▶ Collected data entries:
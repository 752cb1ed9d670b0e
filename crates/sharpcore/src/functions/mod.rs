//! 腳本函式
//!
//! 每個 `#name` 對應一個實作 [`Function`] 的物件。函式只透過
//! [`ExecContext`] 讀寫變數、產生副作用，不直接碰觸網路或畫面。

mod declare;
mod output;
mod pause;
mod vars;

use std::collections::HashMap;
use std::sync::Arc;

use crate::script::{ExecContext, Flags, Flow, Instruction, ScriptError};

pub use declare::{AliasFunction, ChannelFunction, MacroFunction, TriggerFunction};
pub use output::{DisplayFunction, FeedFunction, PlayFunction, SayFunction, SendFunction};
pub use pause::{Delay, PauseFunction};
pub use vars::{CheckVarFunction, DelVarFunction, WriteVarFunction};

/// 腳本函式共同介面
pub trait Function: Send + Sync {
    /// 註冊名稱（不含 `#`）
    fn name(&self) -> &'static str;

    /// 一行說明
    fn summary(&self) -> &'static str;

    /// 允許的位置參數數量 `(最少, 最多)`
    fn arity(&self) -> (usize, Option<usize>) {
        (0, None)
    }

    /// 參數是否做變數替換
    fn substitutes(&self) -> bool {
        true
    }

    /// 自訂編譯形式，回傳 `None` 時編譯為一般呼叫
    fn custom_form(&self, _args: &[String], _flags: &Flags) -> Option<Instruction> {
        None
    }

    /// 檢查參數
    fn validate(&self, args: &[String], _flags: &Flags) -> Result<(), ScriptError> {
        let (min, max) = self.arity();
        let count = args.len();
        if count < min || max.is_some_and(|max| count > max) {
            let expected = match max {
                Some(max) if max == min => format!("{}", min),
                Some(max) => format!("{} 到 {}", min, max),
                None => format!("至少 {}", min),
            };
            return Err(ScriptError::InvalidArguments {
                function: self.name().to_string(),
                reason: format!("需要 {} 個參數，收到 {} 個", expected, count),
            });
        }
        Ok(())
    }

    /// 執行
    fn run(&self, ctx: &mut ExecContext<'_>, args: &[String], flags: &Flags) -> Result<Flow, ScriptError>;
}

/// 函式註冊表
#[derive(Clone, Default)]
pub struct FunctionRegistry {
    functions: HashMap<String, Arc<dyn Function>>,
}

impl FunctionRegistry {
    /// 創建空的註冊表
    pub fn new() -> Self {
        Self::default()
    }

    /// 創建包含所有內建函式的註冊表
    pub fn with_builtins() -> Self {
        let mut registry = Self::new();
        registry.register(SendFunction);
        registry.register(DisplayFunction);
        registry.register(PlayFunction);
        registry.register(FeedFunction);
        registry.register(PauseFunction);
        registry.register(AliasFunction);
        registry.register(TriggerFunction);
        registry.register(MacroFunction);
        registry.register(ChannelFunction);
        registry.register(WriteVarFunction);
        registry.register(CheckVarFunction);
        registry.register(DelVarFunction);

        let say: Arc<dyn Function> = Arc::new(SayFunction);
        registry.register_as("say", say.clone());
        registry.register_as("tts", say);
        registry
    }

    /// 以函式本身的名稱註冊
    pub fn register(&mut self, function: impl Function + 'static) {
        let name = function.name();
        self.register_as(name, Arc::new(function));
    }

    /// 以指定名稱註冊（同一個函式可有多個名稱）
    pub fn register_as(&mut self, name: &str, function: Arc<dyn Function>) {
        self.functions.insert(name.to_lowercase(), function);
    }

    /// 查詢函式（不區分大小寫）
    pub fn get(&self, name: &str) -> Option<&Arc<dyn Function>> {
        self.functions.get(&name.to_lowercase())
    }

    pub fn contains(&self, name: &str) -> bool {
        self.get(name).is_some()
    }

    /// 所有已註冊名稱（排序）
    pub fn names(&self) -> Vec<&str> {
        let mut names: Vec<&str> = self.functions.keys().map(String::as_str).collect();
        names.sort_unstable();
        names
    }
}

* * *

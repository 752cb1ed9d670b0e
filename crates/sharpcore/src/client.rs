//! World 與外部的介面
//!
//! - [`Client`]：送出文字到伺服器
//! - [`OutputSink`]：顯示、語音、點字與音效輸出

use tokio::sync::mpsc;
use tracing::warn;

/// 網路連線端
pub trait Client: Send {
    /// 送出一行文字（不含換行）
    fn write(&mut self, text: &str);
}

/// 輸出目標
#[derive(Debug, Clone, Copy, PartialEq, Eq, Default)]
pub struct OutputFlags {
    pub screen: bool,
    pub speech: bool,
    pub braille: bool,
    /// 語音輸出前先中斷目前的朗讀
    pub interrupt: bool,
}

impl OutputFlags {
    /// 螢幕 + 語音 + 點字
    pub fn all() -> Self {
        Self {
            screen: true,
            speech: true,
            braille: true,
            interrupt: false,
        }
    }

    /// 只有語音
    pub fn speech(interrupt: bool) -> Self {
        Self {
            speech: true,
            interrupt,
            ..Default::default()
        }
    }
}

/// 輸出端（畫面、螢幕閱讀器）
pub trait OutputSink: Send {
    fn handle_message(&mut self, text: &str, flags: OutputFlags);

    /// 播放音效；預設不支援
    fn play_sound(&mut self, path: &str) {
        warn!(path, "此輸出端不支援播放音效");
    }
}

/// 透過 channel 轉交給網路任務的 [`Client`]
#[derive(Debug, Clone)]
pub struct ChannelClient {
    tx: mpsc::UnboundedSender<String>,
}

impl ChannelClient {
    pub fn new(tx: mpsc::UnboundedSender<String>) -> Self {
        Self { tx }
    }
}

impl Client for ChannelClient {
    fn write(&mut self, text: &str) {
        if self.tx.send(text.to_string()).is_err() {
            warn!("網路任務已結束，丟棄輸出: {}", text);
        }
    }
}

▶ Try it: Which of the lines above hold the string "UnboundedSender"? Pick each of them out.

▶ Task answer:
    tx: mpsc::UnboundedSender<String>,
    pub fn new(tx: mpsc::UnboundedSender<String>) -> Self {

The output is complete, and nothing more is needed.